Entries taken from a collection
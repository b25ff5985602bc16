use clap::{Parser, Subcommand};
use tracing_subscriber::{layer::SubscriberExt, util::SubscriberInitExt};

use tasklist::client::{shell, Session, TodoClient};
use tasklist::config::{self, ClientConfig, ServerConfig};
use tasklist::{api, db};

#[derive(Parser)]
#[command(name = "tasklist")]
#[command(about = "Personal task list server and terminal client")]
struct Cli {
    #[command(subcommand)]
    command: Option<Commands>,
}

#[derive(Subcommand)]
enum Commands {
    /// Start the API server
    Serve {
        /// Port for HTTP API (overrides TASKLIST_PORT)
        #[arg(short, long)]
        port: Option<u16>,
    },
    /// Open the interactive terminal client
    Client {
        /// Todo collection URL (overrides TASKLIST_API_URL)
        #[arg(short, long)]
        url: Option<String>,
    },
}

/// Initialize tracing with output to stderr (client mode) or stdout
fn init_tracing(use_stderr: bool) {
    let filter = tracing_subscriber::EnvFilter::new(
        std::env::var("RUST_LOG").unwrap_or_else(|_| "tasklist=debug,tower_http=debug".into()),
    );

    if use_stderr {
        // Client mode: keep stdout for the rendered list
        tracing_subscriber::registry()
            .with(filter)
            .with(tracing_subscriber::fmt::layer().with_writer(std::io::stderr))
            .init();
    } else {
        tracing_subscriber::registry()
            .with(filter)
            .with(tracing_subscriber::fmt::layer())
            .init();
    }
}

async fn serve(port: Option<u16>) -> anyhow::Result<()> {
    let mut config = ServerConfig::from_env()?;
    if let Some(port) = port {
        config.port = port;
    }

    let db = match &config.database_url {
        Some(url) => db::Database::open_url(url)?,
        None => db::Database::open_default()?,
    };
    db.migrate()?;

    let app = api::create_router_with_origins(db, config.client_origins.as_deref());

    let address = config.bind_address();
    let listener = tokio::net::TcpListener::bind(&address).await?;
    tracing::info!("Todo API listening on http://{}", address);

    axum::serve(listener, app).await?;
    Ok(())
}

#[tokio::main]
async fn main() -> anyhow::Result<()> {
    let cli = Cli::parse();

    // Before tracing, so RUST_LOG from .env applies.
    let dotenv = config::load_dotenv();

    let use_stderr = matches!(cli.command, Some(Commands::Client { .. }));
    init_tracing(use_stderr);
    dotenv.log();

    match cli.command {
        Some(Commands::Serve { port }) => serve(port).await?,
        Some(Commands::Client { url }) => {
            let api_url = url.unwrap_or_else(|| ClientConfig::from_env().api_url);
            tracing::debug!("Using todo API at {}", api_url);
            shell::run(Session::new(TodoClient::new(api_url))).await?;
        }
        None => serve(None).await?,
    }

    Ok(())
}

_ACTION ITEM:_ Start with the line that contains "shell::run(Session::new(TodoClient::new(api_url))).await?;", end with the last line of the entries, and please retype every line in that span exactly, with no others.

_EXERCISE ANSWER:_
            shell::run(Session::new(TodoClient::new(api_url))).await?;
        }
        None => serve(None).await?,
    }

    Ok(())
}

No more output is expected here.